La dermatose nodulaire contagieuse (DMC) est une maladie virale qui touche les bovins. Elle est transmise par de petites mouches ou bien taons. Ces moucherons sont des commensaux des élevages bovins et donc présents dans tous les élevages. Dans une moindre mesure, la transmission bovins-bovins par des fluides est possible, notamment par les muqueuses. La DNC n’est pas une zoonose, c’est-à-dire qu’elle ne peut pas se transmettre aux êtres humains. De plus, consommer du lait ou de la viande d’animaux infectés n’est pas nocif pour l’homme. La maladie atteint une morbidité de 40 à 50 %. La morbidité représente le taux d’animaux infectés en cas d’infection dans un lot. Un animal malade subit une perte de poids, une chute de productivité, un affaiblissement général et, dans 10 à 15 % des cas, la mort. La vaccination existe et est efficace. Encore faudrait-il qu’il y ait suffisamment de stock et que les doses puissent être administrées rapidement. La politique sanitaire appliquée actuellement est d’euthanasier le lot dès la confirmation d’un cas positif. Certains vétérinaires contestent cette politique, mais, en règle générale, l’ordre des vétérinaires parle d’une seule voix.
Mais pourquoi le gouvernement s’acharne-t-il à conduire une politique tolérance zéro menant un abattage total des lots si un cas est détecté ?
Le fonds de l’affaire réside dans la protection du commerce et dans l’exportation de produits bovins. La France a pour l’instant le statut « indemne de la maladie » et le gouvernement ne souhaite pas perdre ce statut.
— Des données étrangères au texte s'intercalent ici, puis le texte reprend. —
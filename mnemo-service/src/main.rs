//! `mnemod`: memory service entry point
//!
//! `mnemod serve` runs the HTTP service (the default); `mnemod job ...` runs
//! one lifecycle job and exits, for invocation from a scheduler.

use anyhow::Result;
use clap::{Parser, Subcommand};
use tracing::info;

use mnemo_core::config::Settings;
use mnemo_core::types::SummaryMode;
use mnemo_service::{http, jobs, AppState};

#[derive(Parser)]
#[command(name = "mnemod", version, about = "Multi-tenant long-term memory service")]
struct Cli {
    #[command(subcommand)]
    command: Option<Command>,
}

#[derive(Subcommand)]
enum Command {
    /// Run the HTTP service (default)
    Serve,
    /// Run a lifecycle job once and exit
    Job {
        #[command(subcommand)]
        job: JobCommand,
    },
}

#[derive(Subcommand)]
enum JobCommand {
    /// Summarize every active scope of a tenant
    Summarize {
        #[arg(long)]
        tenant: String,
        #[arg(long, default_value_t = 50)]
        max_entries: i64,
        /// brief | full
        #[arg(long, default_value = "brief")]
        mode: String,
    },
    /// Tag frequently referenced task outcomes as promoted
    Promote {
        #[arg(long)]
        tenant: String,
        #[arg(long, default_value_t = 3)]
        min_references: i64,
        #[arg(long, default_value_t = 30)]
        lookback_days: i32,
    },
    /// Delete old non-promoted chat turns
    Prune {
        #[arg(long)]
        tenant: String,
        #[arg(long, default_value_t = 30)]
        older_than_days: i32,
    },
}

#[tokio::main]
async fn main() -> Result<()> {
    let cli = Cli::parse();
    let settings = Settings::from_env();
    setup_tracing(&settings.log_level);

    info!("starting memory service");
    let state = AppState::initialize(settings).await?;

    match cli.command.unwrap_or(Command::Serve) {
        Command::Serve => serve(state).await,
        Command::Job { job } => run_job(&state, job).await,
    }
}

async fn serve(state: AppState) -> Result<()> {
    let addr = format!("{}:{}", state.settings.host, state.settings.port);
    let listener = tokio::net::TcpListener::bind(&addr).await?;
    info!(%addr, "memory service listening");
    axum::serve(listener, http::router(state)).await?;
    Ok(())
}

async fn run_job(state: &AppState, job: JobCommand) -> Result<()> {
    match job {
        JobCommand::Summarize {
            tenant,
            max_entries,
            mode,
        } => {
            let mode = SummaryMode::parse(&mode)?;
            let created = jobs::summarize_active_scopes(state, &tenant, max_entries, mode).await?;
            info!(tenant, created = created.len(), "summarize job finished");
        }
        JobCommand::Promote {
            tenant,
            min_references,
            lookback_days,
        } => {
            let promoted =
                jobs::promote_high_value(state, &tenant, min_references, lookback_days).await?;
            info!(tenant, promoted = promoted.len(), "promote job finished");
        }
        JobCommand::Prune {
            tenant,
            older_than_days,
        } => {
            let per_scope = jobs::prune_old_chat_turns(state, &tenant, older_than_days).await?;
            let total: u64 = per_scope.values().sum();
            info!(tenant, total_deleted = total, "prune job finished");
        }
    }
    Ok(())
}

/// Tracing setup: `RUST_LOG` wins, then `LOG_LEVEL`, default info
///
/// Output goes to stderr so stdout stays clean for program output.
fn setup_tracing(log_level: &str) {
    use std::io;
    use tracing_subscriber::EnvFilter;

    if std::env::var("RUST_LOG").is_ok() {
        tracing_subscriber::fmt()
            .with_env_filter(EnvFilter::from_default_env())
            .with_writer(io::stderr)
            .with_target(false)
            .init();
    } else {
        let level: tracing::Level = log_level.parse().unwrap_or(tracing::Level::INFO);
        tracing_subscriber::fmt()
            .with_max_level(level)
            .with_writer(io::stderr)
            .with_target(false)
            .init();
    }
}
//! The action catalog.

use crate::action::{Action, DynAction, LocatorAction, Named, PostAction, PreAction};
use crate::actions::{
    ClickItemAction, EnterDataAction, RecordLastActionPostAction, TraceLocatorAction,
    TracePostAction, TracePreAction, WaitForElementAction, WaitForListItemsAction,
};
use crate::config::PipelineConfig;
use crate::{Error, Result};
use std::collections::HashSet;
use std::fmt;
use std::sync::Arc;

/// Role an action plays in the pipeline.
#[derive(Debug, Clone, Copy, PartialEq, Eq, Hash)]
pub enum Role {
    Pre,
    Post,
    Locator,
    Ordinary,
}

/// One registered action; the variant is its role.
#[derive(Clone)]
pub enum CatalogEntry {
    Pre(Arc<dyn PreAction>),
    Post(Arc<dyn PostAction>),
    Locator(Arc<dyn LocatorAction>),
    Action(Arc<dyn DynAction>),
}

impl CatalogEntry {
    pub fn name(&self) -> &str {
        match self {
            Self::Pre(a) => a.name(),
            Self::Post(a) => a.name(),
            Self::Locator(a) => a.name(),
            Self::Action(a) => a.name(),
        }
    }

    pub fn role(&self) -> Role {
        match self {
            Self::Pre(_) => Role::Pre,
            Self::Post(_) => Role::Post,
            Self::Locator(_) => Role::Locator,
            Self::Action(_) => Role::Ordinary,
        }
    }
}

impl fmt::Debug for CatalogEntry {
    fn fmt(&self, f: &mut fmt::Formatter<'_>) -> fmt::Result {
        f.debug_struct("CatalogEntry")
            .field("name", &self.name())
            .field("role", &self.role())
            .finish()
    }
}

/// Collects catalog entries; [`build`](Self::build) validates names.
#[derive(Default)]
pub struct ActionRepositoryBuilder {
    entries: Vec<CatalogEntry>,
}

impl ActionRepositoryBuilder {
    pub fn new() -> Self {
        Self::default()
    }

    pub fn action<A: Action>(self, action: A) -> Self {
        self.entry(CatalogEntry::Action(Arc::new(action)))
    }

    pub fn pre_action(self, action: impl PreAction + 'static) -> Self {
        self.entry(CatalogEntry::Pre(Arc::new(action)))
    }

    pub fn post_action(self, action: impl PostAction + 'static) -> Self {
        self.entry(CatalogEntry::Post(Arc::new(action)))
    }

    pub fn locator_action(self, action: impl LocatorAction + 'static) -> Self {
        self.entry(CatalogEntry::Locator(Arc::new(action)))
    }

    pub fn entry(mut self, entry: CatalogEntry) -> Self {
        self.entries.push(entry);
        self
    }

    /// Freeze the catalog. Empty or duplicate names are rejected.
    pub fn build(self) -> Result<ActionRepository> {
        let mut seen = HashSet::new();
        for entry in &self.entries {
            let name = entry.name();
            if name.trim().is_empty() {
                return Err(Error::Registration(format!(
                    "{:?} action registered without a name",
                    entry.role()
                )));
            }
            if !seen.insert(name) {
                return Err(Error::Registration(format!(
                    "action '{}' registered more than once",
                    name
                )));
            }
        }
        Ok(ActionRepository {
            entries: self.entries,
        })
    }
}

/// Read-only catalog of registered actions, classified by role.
///
/// Built once and shared behind an `Arc`; every accessor returns a fresh
/// iterator in registration order.
#[derive(Debug)]
pub struct ActionRepository {
    entries: Vec<CatalogEntry>,
}

impl ActionRepository {
    pub fn builder() -> ActionRepositoryBuilder {
        ActionRepositoryBuilder::new()
    }

    /// The built-in catalog, with hooks enabled per `config.hooks`.
    pub fn standard(config: &PipelineConfig) -> Result<Self> {
        config.validate()?;
        let mut builder = Self::builder()
            .action(WaitForListItemsAction::from_config(config))
            .action(WaitForElementAction::from_config(config))
            .action(ClickItemAction)
            .action(EnterDataAction);

        if config.hooks.trace {
            builder = builder
                .pre_action(TracePreAction)
                .post_action(TracePostAction)
                .locator_action(TraceLocatorAction);
        }
        if config.hooks.record_last_action {
            builder = builder.post_action(RecordLastActionPostAction);
        }
        builder.build()
    }

    pub fn pre_actions(&self) -> impl Iterator<Item = &Arc<dyn PreAction>> + '_ {
        self.entries.iter().filter_map(|entry| match entry {
            CatalogEntry::Pre(a) => Some(a),
            _ => None,
        })
    }

    pub fn post_actions(&self) -> impl Iterator<Item = &Arc<dyn PostAction>> + '_ {
        self.entries.iter().filter_map(|entry| match entry {
            CatalogEntry::Post(a) => Some(a),
            _ => None,
        })
    }

    pub fn locator_actions(&self) -> impl Iterator<Item = &Arc<dyn LocatorAction>> + '_ {
        self.entries.iter().filter_map(|entry| match entry {
            CatalogEntry::Locator(a) => Some(a),
            _ => None,
        })
    }

    /// Look up an ordinary action by name.
    pub fn action(&self, name: &str) -> Option<&Arc<dyn DynAction>> {
        self.entries.iter().find_map(|entry| match entry {
            CatalogEntry::Action(a) if a.name() == name => Some(a),
            _ => None,
        })
    }

    pub fn entries(&self) -> &[CatalogEntry] {
        &self.entries
    }

    pub fn len(&self) -> usize {
        self.entries.len()
    }

    pub fn is_empty(&self) -> bool {
        self.entries.is_empty()
    }
}
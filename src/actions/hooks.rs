//! Built-in pre-, post- and locator hooks.

use crate::action::{
    ActionError, ActionResult, ActionScope, Context, LocatorAction, Named, PostAction, PreAction,
};
use crate::locator::PropertyHandle;
use crate::scenario::LastAction;
use async_trait::async_trait;
use tracing::debug;

/// Logs every action before it runs.
#[derive(Debug, Clone, Copy, Default)]
pub struct TracePreAction;

impl Named for TracePreAction {
    fn name(&self) -> &str {
        "TracePreAction"
    }
}

#[async_trait]
impl PreAction for TracePreAction {
    async fn before(
        &self,
        action: &str,
        context: &dyn Context,
        scope: &ActionScope<'_>,
    ) -> ActionResult {
        debug!(
            scenario = scope.scenario().title(),
            action,
            property = context.property_name(),
            "starting action"
        );
        ActionResult::Success
    }
}

/// Logs every action that completed successfully.
#[derive(Debug, Clone, Copy, Default)]
pub struct TracePostAction;

impl Named for TracePostAction {
    fn name(&self) -> &str {
        "TracePostAction"
    }
}

#[async_trait]
impl PostAction for TracePostAction {
    async fn after(
        &self,
        action: &str,
        context: &dyn Context,
        scope: &ActionScope<'_>,
    ) -> ActionResult {
        debug!(
            scenario = scope.scenario().title(),
            action,
            property = context.property_name(),
            "action completed"
        );
        ActionResult::Success
    }
}

/// Logs every property resolution.
#[derive(Debug, Clone, Copy, Default)]
pub struct TraceLocatorAction;

impl Named for TraceLocatorAction {
    fn name(&self) -> &str {
        "TraceLocatorAction"
    }
}

#[async_trait]
impl LocatorAction for TraceLocatorAction {
    async fn on_locate(&self, property_name: &str) -> Result<(), ActionError> {
        debug!(property = property_name, "locating property");
        Ok(())
    }

    async fn on_located(
        &self,
        property_name: &str,
        handle: &dyn PropertyHandle,
    ) -> Result<(), ActionError> {
        debug!(property = property_name, list = handle.is_list(), "located property");
        Ok(())
    }
}

/// Stores the last successful action in the scenario under [`LastAction::KEY`].
#[derive(Debug, Clone, Copy, Default)]
pub struct RecordLastActionPostAction;

impl Named for RecordLastActionPostAction {
    fn name(&self) -> &str {
        "RecordLastActionPostAction"
    }
}

#[async_trait]
impl PostAction for RecordLastActionPostAction {
    async fn after(
        &self,
        action: &str,
        context: &dyn Context,
        scope: &ActionScope<'_>,
    ) -> ActionResult {
        scope.scenario().set(
            LastAction::KEY,
            LastAction {
                action: action.to_string(),
                property: context.property_name().to_string(),
            },
        );
        ActionResult::Success
    }
}
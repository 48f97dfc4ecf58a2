use crate::{Error, Result};
use std::any::Any;
use std::fmt;

/// Input shared by every action context: the page property the action targets.
#[derive(Debug, Clone, PartialEq, Eq)]
pub struct ActionContext {
    property_name: String,
}

impl ActionContext {
    /// Create a context targeting `property_name`. Blank names are rejected.
    pub fn new(property_name: impl Into<String>) -> Result<Self> {
        let property_name = property_name.into();
        if property_name.trim().is_empty() {
            return Err(Error::InvalidArgument {
                name: "property_name",
                reason: "a property name is required".into(),
            });
        }
        Ok(Self { property_name })
    }

    pub fn property_name(&self) -> &str {
        &self.property_name
    }
}

/// An action-specific context.
///
/// Each action declares its own context type; hooks only see it through this
/// trait, which exposes the common target and allows the erased dispatch path
/// to recover the concrete type.
pub trait Context: Any + Send + Sync + fmt::Debug {
    /// The common target every context embeds.
    fn target(&self) -> &ActionContext;

    fn as_any(&self) -> &dyn Any;

    fn property_name(&self) -> &str {
        self.target().property_name()
    }
}

impl Context for ActionContext {
    fn target(&self) -> &ActionContext {
        self
    }

    fn as_any(&self) -> &dyn Any {
        self
    }
}
//! Capabilities the pipeline consumes from the page layer.

use crate::action::ActionError;
use crate::repository::ActionRepository;
use async_trait::async_trait;
use std::sync::Arc;
use thiserror::Error;
use tracing::debug;

/// Failure reported by a driver-backed [`PropertyHandle`].
#[derive(Debug, Clone, PartialEq, Eq, Error)]
pub enum HandleError {
    #[error("'{0}' is not supported by this element")]
    Unsupported(&'static str),

    #[error("{0}")]
    Driver(String),
}

/// A resolved page element.
///
/// Handles are resolved per invocation and never cached: the page may change
/// between calls.
#[async_trait]
pub trait PropertyHandle: Send + Sync {
    fn property_name(&self) -> &str;

    fn is_list(&self) -> bool;

    /// Zero-based item lookup on a list. Out-of-range or not-yet-rendered
    /// items are `None`, never an error.
    async fn item_at(&self, index: usize) -> Option<Arc<dyn PropertyHandle>>;

    /// Whether the element is currently present on the page.
    async fn exists(&self) -> bool {
        true
    }

    async fn click(&self) -> Result<(), HandleError> {
        Err(HandleError::Unsupported("click"))
    }

    async fn fill(&self, _value: &str) -> Result<(), HandleError> {
        Err(HandleError::Unsupported("fill"))
    }
}

/// Resolves property names to handles.
#[async_trait]
pub trait ElementLocator: Send + Sync {
    /// Fails with [`ActionError::ElementNotFound`] for unknown names.
    async fn property(&self, name: &str) -> Result<Arc<dyn PropertyHandle>, ActionError>;
}

/// Locator wrapper that runs the repository's locator actions around every
/// resolution.
pub struct HookedLocator<'a> {
    inner: &'a dyn ElementLocator,
    repository: &'a ActionRepository,
}

impl<'a> HookedLocator<'a> {
    pub fn new(inner: &'a dyn ElementLocator, repository: &'a ActionRepository) -> Self {
        Self { inner, repository }
    }
}

#[async_trait]
impl ElementLocator for HookedLocator<'_> {
    async fn property(&self, name: &str) -> Result<Arc<dyn PropertyHandle>, ActionError> {
        for hook in self.repository.locator_actions() {
            hook.on_locate(name).await?;
        }

        let handle = self.inner.property(name).await?;
        debug!(property = name, list = handle.is_list(), "resolved property");

        for hook in self.repository.locator_actions() {
            hook.on_located(name, handle.as_ref()).await?;
        }
        Ok(handle)
    }
}
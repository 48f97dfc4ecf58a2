mod context;
mod result;

pub use context::{ActionContext, Context};
pub use result::{ActionError, ActionResult, FailureKind};

use crate::locator::{ElementLocator, PropertyHandle};
use crate::scenario::ScenarioContext;
use async_trait::async_trait;
use std::any::type_name;
use tokio_util::sync::CancellationToken;

/// Anything registered in the action catalog has a stable name.
pub trait Named {
    fn name(&self) -> &str;
}

/// What an executing action may consult.
#[derive(Clone, Copy)]
pub struct ActionScope<'a> {
    locator: &'a dyn ElementLocator,
    scenario: &'a ScenarioContext,
    cancel: &'a CancellationToken,
}

impl<'a> ActionScope<'a> {
    pub fn new(
        locator: &'a dyn ElementLocator,
        scenario: &'a ScenarioContext,
        cancel: &'a CancellationToken,
    ) -> Self {
        Self {
            locator,
            scenario,
            cancel,
        }
    }

    pub fn locator(&self) -> &'a dyn ElementLocator {
        self.locator
    }

    pub fn scenario(&self) -> &'a ScenarioContext {
        self.scenario
    }

    /// Token that aborts in-flight waits for this invocation.
    pub fn cancellation(&self) -> &'a CancellationToken {
        self.cancel
    }
}

/// An ordinary action.
///
/// Expected failures (missing element, wrong element kind, timeout) must be
/// returned as [`ActionResult::Failure`]; parameter validation belongs in the
/// context's constructor.
#[async_trait]
pub trait Action: Named + Send + Sync + 'static {
    type Context: Context;

    async fn execute(&self, scope: &ActionScope<'_>, context: &Self::Context) -> ActionResult;
}

/// Object-safe form of [`Action`], used for name-based dispatch.
#[async_trait]
pub trait DynAction: Named + Send + Sync {
    async fn execute_dyn(&self, scope: &ActionScope<'_>, context: &dyn Context) -> ActionResult;
}

#[async_trait]
impl<A> DynAction for A
where
    A: Action,
{
    async fn execute_dyn(&self, scope: &ActionScope<'_>, context: &dyn Context) -> ActionResult {
        match context.as_any().downcast_ref::<A::Context>() {
            Some(typed) => self.execute(scope, typed).await,
            None => ActionResult::failure(ActionError::Usage {
                action: self.name().to_string(),
                reason: format!("expected a {} context", type_name::<A::Context>()),
            }),
        }
    }
}

/// Hook run before every ordinary action. A failure aborts the invocation.
#[async_trait]
pub trait PreAction: Named + Send + Sync {
    async fn before(
        &self,
        action: &str,
        context: &dyn Context,
        scope: &ActionScope<'_>,
    ) -> ActionResult;
}

/// Hook run after an ordinary action succeeded. A failure becomes the
/// invocation's result.
#[async_trait]
pub trait PostAction: Named + Send + Sync {
    async fn after(
        &self,
        action: &str,
        context: &dyn Context,
        scope: &ActionScope<'_>,
    ) -> ActionResult;
}

/// Hook observing every property resolution made through the pipeline's locator.
#[async_trait]
pub trait LocatorAction: Named + Send + Sync {
    /// Called before `property_name` is resolved.
    async fn on_locate(&self, _property_name: &str) -> Result<(), ActionError> {
        Ok(())
    }

    /// Called once `property_name` resolved to `handle`.
    async fn on_located(
        &self,
        _property_name: &str,
        _handle: &dyn PropertyHandle,
    ) -> Result<(), ActionError> {
        Ok(())
    }
}
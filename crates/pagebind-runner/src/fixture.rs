//! In-memory page described in the scenario file.
//!
//! Properties can be plain elements or lists. Lists grow on a schedule
//! measured from when the page was opened, and elements can appear or vanish
//! after a delay, which is enough to exercise every wait path without a
//! browser.

use async_trait::async_trait;
use pagebind::{ActionError, ElementLocator, HandleError, PropertyHandle};
use parking_lot::Mutex;
use serde::Deserialize;
use std::collections::HashMap;
use std::sync::Arc;
use std::time::Duration;
use tokio::time::Instant;
use tracing::debug;

/// Page description.
#[derive(Debug, Clone, Default, Deserialize)]
pub struct PageFixture {
    /// Properties by name.
    #[serde(default)]
    pub properties: HashMap<String, PropertyFixture>,
}

/// One page property.
#[derive(Debug, Clone, Default, Deserialize)]
pub struct PropertyFixture {
    /// Whether the property is a list.
    #[serde(default)]
    pub list: bool,

    /// Items present when the page opens.
    #[serde(default)]
    pub items: usize,

    /// Later item counts.
    #[serde(default)]
    pub grow: Vec<Growth>,

    /// Element is absent until this delay has passed.
    pub appears_after_ms: Option<u64>,

    /// Element is gone once this delay has passed.
    pub vanishes_after_ms: Option<u64>,

    /// Clicks and fills fail with this driver message.
    pub error: Option<String>,
}

/// Item count reached once `after_ms` has passed.
#[derive(Debug, Clone, Deserialize)]
pub struct Growth {
    pub after_ms: u64,
    pub items: usize,
}

impl PropertyFixture {
    fn items_at(&self, elapsed: Duration) -> usize {
        self.grow
            .iter()
            .filter(|g| elapsed >= Duration::from_millis(g.after_ms))
            .max_by_key(|g| g.after_ms)
            .map(|g| g.items)
            .unwrap_or(self.items)
    }

    fn present_at(&self, elapsed: Duration) -> bool {
        let appeared = self
            .appears_after_ms
            .map_or(true, |ms| elapsed >= Duration::from_millis(ms));
        let vanished = self
            .vanishes_after_ms
            .is_some_and(|ms| elapsed >= Duration::from_millis(ms));
        appeared && !vanished
    }
}

/// Interaction recorded by the fixture.
#[derive(Debug, Clone, PartialEq, Eq)]
pub enum Interaction {
    Click { property: String },
    Fill { property: String, value: String },
}

struct PageState {
    opened: Instant,
    properties: HashMap<String, PropertyFixture>,
    interactions: Mutex<Vec<Interaction>>,
}

/// [`ElementLocator`] over a [`PageFixture`].
#[derive(Clone)]
pub struct FixturePage {
    state: Arc<PageState>,
}

impl FixturePage {
    /// Open the page; schedules are measured from now.
    pub fn new(fixture: &PageFixture) -> Self {
        Self {
            state: Arc::new(PageState {
                opened: Instant::now(),
                properties: fixture.properties.clone(),
                interactions: Mutex::new(Vec::new()),
            }),
        }
    }

    /// Interactions performed so far, in order.
    pub fn interactions(&self) -> Vec<Interaction> {
        self.state.interactions.lock().clone()
    }
}

#[async_trait]
impl ElementLocator for FixturePage {
    async fn property(&self, name: &str) -> Result<Arc<dyn PropertyHandle>, ActionError> {
        if !self.state.properties.contains_key(name) {
            return Err(ActionError::ElementNotFound {
                property: name.to_string(),
            });
        }
        Ok(Arc::new(FixtureHandle {
            name: name.to_string(),
            state: Arc::clone(&self.state),
        }))
    }
}

struct FixtureHandle {
    name: String,
    state: Arc<PageState>,
}

impl FixtureHandle {
    fn fixture(&self) -> Option<&PropertyFixture> {
        self.state.properties.get(&self.name)
    }

    fn ensure_interactable(&self) -> Result<(), HandleError> {
        let Some(fixture) = self.fixture() else {
            return Err(HandleError::Driver(format!("'{}' is gone", self.name)));
        };
        if !fixture.present_at(self.state.opened.elapsed()) {
            return Err(HandleError::Driver(format!(
                "'{}' is not present on the page",
                self.name
            )));
        }
        if let Some(ref message) = fixture.error {
            return Err(HandleError::Driver(message.clone()));
        }
        Ok(())
    }
}

#[async_trait]
impl PropertyHandle for FixtureHandle {
    fn property_name(&self) -> &str {
        &self.name
    }

    fn is_list(&self) -> bool {
        self.fixture().is_some_and(|f| f.list)
    }

    async fn item_at(&self, index: usize) -> Option<Arc<dyn PropertyHandle>> {
        let fixture = self.fixture().filter(|f| f.list)?;
        let count = fixture.items_at(self.state.opened.elapsed());
        debug!(property = %self.name, index, count, "fixture item lookup");
        if index < count {
            Some(Arc::new(FixtureItem {
                name: format!("{}[{}]", self.name, index),
            }))
        } else {
            None
        }
    }

    async fn exists(&self) -> bool {
        self.fixture()
            .is_some_and(|f| f.present_at(self.state.opened.elapsed()))
    }

    async fn click(&self) -> Result<(), HandleError> {
        self.ensure_interactable()?;
        self.state.interactions.lock().push(Interaction::Click {
            property: self.name.clone(),
        });
        Ok(())
    }

    async fn fill(&self, value: &str) -> Result<(), HandleError> {
        self.ensure_interactable()?;
        self.state.interactions.lock().push(Interaction::Fill {
            property: self.name.clone(),
            value: value.to_string(),
        });
        Ok(())
    }
}

/// Item of a fixture list.
struct FixtureItem {
    name: String,
}

#[async_trait]
impl PropertyHandle for FixtureItem {
    fn property_name(&self) -> &str {
        &self.name
    }

    fn is_list(&self) -> bool {
        false
    }

    async fn item_at(&self, _index: usize) -> Option<Arc<dyn PropertyHandle>> {
        None
    }
}
use super::Step;
use crate::fixture::PageFixture;
use crate::runner::prepare;
use crate::{Error, Result};
use pagebind::PipelineConfig;
use serde::Deserialize;
use std::collections::HashMap;
use std::path::Path;

/// Top-level scenario file.
#[derive(Debug, Clone, Deserialize)]
pub struct Scenario {
    /// Name of this scenario.
    pub name: String,

    /// Scenario tags, visible to hooks.
    #[serde(default)]
    pub tags: Vec<String>,

    /// Tags of the enclosing feature.
    #[serde(default)]
    pub feature_tags: Vec<String>,

    /// Pipeline settings (wait defaults, hooks).
    #[serde(default)]
    pub settings: PipelineConfig,

    /// In-memory page the steps run against.
    #[serde(default)]
    pub page: PageFixture,

    /// Real browser page to run against instead of the fixture.
    pub browser: Option<BrowserTarget>,

    /// Steps to execute, in order.
    #[serde(default)]
    pub steps: Vec<Step>,
}

impl Scenario {
    /// Load a scenario from a YAML file.
    pub fn load<P: AsRef<Path>>(path: P) -> Result<Self> {
        let content = std::fs::read_to_string(path.as_ref())?;
        Self::parse(&content)
    }

    /// Parse a scenario from a YAML string.
    pub fn parse(yaml: &str) -> Result<Self> {
        let scenario: Scenario = serde_yaml::from_str(yaml)?;
        scenario.validate()?;
        Ok(scenario)
    }

    /// Validate the scenario, including every step's parameters.
    fn validate(&self) -> Result<()> {
        if self.name.trim().is_empty() {
            return Err(Error::Config("name is required".into()));
        }
        self.settings.validate()?;
        if self.page.properties.keys().any(|k| k.trim().is_empty()) {
            return Err(Error::Config("page property names must not be empty".into()));
        }
        if let Some(ref browser) = self.browser {
            if browser.url.is_empty() {
                return Err(Error::Config("browser.url is required".into()));
            }
        }
        prepare(&self.steps)?;
        Ok(())
    }
}

/// Browser page to resolve properties against (requires the `browser` feature).
#[derive(Debug, Clone, Deserialize)]
pub struct BrowserTarget {
    /// URL to open.
    pub url: String,

    /// Run in headless mode.
    #[serde(default)]
    pub headless: bool,

    /// Property name to CSS selector mapping.
    #[serde(default)]
    pub properties: HashMap<String, SelectorDef>,
}

/// How a property is found in the DOM.
#[derive(Debug, Clone, Deserialize)]
pub struct SelectorDef {
    /// CSS selector.
    pub selector: String,

    /// Whether every match is an item of a list property.
    #[serde(default)]
    pub list: bool,
}
//! The pipeline driver.

use crate::action::{Action, ActionError, ActionResult, ActionScope, Context, DynAction};
use crate::locator::{ElementLocator, HookedLocator};
use crate::repository::ActionRepository;
use crate::scenario::ScenarioContext;
use std::sync::Arc;
use tokio_util::sync::CancellationToken;
use tracing::{debug, warn};

/// Runs actions wrapped in the repository's hooks.
///
/// For one invocation: every pre-action, then the action, then every
/// post-action, strictly in sequence. The first failure ends the invocation
/// and is returned as-is; nothing after it runs.
pub struct ActionPipeline {
    repository: Arc<ActionRepository>,
    locator: Arc<dyn ElementLocator>,
}

impl ActionPipeline {
    pub fn new(repository: Arc<ActionRepository>, locator: Arc<dyn ElementLocator>) -> Self {
        Self {
            repository,
            locator,
        }
    }

    pub fn repository(&self) -> &Arc<ActionRepository> {
        &self.repository
    }

    /// Perform a typed action.
    pub async fn perform<A: Action>(
        &self,
        action: &A,
        context: &A::Context,
        scenario: &ScenarioContext,
        cancel: &CancellationToken,
    ) -> ActionResult {
        self.run(action, context, scenario, cancel).await
    }

    /// Perform the ordinary action registered as `name`.
    pub async fn perform_named(
        &self,
        name: &str,
        context: &dyn Context,
        scenario: &ScenarioContext,
        cancel: &CancellationToken,
    ) -> ActionResult {
        let Some(action) = self.repository.action(name) else {
            return ActionResult::failure(ActionError::Usage {
                action: name.to_string(),
                reason: "no such action is registered".into(),
            });
        };
        self.run(action.as_ref(), context, scenario, cancel).await
    }

    async fn run(
        &self,
        action: &dyn DynAction,
        context: &dyn Context,
        scenario: &ScenarioContext,
        cancel: &CancellationToken,
    ) -> ActionResult {
        let locator = HookedLocator::new(self.locator.as_ref(), &self.repository);
        let scope = ActionScope::new(&locator, scenario, cancel);
        let name = action.name();
        debug!(action = name, property = context.property_name(), "performing action");

        for hook in self.repository.pre_actions() {
            let result = hook.before(name, context, &scope).await;
            if let Some(err) = result.error() {
                warn!("pre-action {} failed before {}: {}", hook.name(), name, err);
                return result;
            }
        }

        let result = action.execute_dyn(&scope, context).await;
        if let Some(err) = result.error() {
            warn!("{} failed: {}", name, err);
            return result;
        }

        for hook in self.repository.post_actions() {
            let result = hook.after(name, context, &scope).await;
            if let Some(err) = result.error() {
                warn!("post-action {} failed after {}: {}", hook.name(), name, err);
                return result;
            }
        }

        ActionResult::Success
    }
}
Sa perte soumettrait l’exportation à de multiples contrôles, comme l’attente de plusieurs semaines pour vérifier que l’animal est bien sain. Cela reviendrait évidemment dans la pratique à empêcher presque totalement toute exportation. En conséquence, ce sont des vies qui sont décimées, des agriculteurs et agricultrices sans troupeaux, des tonnes de viande consommable incinérées. Le tout pour la protection du commerce, pour que les exportateurs et grandes structures continuent à exploiter le vivant en totale liberté.
La Confédération paysanne, syndicat agricole marqué à gauche, dénonce une politique inhumaine. Abattre un troupeau entier, c’est détruire le travail de toute une vie voire celle de plusieurs générations. Alors, pour avancer dans la crise sanitaire, qui est bien présente, le syndicat appelle à mettre autour de la table tous les acteurs du monde agricole, vétérinaires, paysans, scientifiques, afin de mettre en place une politique sanitaire rationalisée et adaptée à la situation, c’est-à-dire, pour ce syndicat, vaccination généralisée, abattage ciblé et isolement.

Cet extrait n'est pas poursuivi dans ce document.